■ **RECORDED INFORMATION**:
==========

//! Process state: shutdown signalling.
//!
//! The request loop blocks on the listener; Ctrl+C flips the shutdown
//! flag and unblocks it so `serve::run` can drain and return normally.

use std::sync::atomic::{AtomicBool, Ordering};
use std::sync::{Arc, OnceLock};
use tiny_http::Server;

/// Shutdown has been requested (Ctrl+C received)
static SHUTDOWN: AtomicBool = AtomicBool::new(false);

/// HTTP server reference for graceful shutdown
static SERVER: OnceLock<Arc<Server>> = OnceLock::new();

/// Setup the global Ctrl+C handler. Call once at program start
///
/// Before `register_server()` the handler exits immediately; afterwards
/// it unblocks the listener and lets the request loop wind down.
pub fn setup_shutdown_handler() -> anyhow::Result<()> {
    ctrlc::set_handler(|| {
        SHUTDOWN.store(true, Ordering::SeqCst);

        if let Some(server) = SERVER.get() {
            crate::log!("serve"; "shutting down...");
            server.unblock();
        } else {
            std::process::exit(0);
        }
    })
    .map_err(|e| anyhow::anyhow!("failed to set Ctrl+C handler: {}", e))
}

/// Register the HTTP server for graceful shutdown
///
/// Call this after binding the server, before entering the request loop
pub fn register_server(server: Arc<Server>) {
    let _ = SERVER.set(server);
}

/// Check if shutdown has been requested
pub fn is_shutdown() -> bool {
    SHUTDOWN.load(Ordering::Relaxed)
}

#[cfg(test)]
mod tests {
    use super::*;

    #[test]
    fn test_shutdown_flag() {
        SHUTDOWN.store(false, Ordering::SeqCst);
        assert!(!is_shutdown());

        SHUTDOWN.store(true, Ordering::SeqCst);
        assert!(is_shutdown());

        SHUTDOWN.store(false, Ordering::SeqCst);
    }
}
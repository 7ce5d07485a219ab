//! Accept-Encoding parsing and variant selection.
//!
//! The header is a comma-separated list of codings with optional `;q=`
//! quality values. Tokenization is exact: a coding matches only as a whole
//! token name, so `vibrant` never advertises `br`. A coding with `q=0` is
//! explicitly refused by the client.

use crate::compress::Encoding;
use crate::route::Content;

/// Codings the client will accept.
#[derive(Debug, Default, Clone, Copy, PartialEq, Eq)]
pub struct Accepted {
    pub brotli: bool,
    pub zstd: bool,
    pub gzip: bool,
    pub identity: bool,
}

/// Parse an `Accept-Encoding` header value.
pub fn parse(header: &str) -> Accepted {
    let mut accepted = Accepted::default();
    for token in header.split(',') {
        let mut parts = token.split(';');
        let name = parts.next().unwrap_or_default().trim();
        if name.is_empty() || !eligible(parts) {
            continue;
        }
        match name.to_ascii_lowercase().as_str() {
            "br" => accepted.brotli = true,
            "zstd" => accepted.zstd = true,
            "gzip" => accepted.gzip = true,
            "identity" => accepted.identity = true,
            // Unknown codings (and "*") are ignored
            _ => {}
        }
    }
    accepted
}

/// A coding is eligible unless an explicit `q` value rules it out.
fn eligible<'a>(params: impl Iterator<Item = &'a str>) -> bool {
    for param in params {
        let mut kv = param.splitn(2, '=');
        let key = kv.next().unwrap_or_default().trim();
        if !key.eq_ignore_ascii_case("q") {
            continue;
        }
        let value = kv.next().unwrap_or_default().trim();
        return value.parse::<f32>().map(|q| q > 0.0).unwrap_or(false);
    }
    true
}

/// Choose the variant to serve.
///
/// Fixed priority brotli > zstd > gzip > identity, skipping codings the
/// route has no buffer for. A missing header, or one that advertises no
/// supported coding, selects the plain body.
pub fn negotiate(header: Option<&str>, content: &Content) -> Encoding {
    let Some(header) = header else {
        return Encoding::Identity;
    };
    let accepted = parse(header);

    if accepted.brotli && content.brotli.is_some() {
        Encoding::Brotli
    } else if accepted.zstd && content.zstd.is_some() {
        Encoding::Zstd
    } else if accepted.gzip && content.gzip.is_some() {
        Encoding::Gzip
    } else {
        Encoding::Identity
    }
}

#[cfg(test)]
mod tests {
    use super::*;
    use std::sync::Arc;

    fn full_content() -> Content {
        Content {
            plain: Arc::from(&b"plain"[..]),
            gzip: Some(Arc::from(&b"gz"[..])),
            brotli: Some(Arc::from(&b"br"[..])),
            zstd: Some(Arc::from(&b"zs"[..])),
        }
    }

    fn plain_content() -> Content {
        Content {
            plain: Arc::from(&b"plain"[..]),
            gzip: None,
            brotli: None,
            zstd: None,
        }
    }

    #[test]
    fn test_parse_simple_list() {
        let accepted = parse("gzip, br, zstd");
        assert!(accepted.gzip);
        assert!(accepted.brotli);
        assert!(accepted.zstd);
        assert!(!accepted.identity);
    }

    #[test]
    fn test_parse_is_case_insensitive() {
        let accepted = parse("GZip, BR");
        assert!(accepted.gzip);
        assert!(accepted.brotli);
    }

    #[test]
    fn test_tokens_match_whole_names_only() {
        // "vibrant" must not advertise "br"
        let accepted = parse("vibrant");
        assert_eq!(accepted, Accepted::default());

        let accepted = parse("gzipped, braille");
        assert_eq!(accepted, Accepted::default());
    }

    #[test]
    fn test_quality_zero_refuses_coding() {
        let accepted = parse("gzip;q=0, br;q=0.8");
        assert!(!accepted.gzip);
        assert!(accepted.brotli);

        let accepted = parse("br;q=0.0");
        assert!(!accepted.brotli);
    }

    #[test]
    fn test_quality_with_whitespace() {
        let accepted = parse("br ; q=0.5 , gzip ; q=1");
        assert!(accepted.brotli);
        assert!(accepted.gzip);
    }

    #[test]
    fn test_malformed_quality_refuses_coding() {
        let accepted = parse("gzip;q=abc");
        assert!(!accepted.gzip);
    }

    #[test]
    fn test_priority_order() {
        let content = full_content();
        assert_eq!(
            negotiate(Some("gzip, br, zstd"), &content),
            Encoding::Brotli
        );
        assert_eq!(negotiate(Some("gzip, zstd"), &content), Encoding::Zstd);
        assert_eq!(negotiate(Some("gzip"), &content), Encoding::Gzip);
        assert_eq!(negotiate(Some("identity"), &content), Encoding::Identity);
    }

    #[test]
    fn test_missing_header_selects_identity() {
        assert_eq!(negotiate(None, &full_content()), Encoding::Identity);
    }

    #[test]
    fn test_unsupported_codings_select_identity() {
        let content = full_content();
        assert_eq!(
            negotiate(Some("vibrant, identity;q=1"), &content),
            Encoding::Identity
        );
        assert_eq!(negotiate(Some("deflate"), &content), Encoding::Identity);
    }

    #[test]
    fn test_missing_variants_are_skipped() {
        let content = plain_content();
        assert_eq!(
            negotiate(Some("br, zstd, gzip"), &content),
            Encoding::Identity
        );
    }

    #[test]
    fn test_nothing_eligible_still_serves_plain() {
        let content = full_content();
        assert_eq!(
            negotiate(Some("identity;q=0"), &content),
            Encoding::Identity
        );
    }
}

==========

■ **WHAT THE EXERCISE ASKS**:
Reproduce word for word only the first line of the listing above and each line after it through the line with "loop wind down.".

■ **RESPONSE AREA**:
//! Process state: shutdown signalling.
//!
//! The request loop blocks on the listener; Ctrl+C flips the shutdown
//! flag and unblocks it so `serve::run` can drain and return normally.

use std::sync::atomic::{AtomicBool, Ordering};
use std::sync::{Arc, OnceLock};
use tiny_http::Server;

/// Shutdown has been requested (Ctrl+C received)
static SHUTDOWN: AtomicBool = AtomicBool::new(false);

/// HTTP server reference for graceful shutdown
static SERVER: OnceLock<Arc<Server>> = OnceLock::new();

/// Setup the global Ctrl+C handler. Call once at program start
///
/// Before `register_server()` the handler exits immediately; afterwards
/// it unblocks the listener and lets the request loop wind down.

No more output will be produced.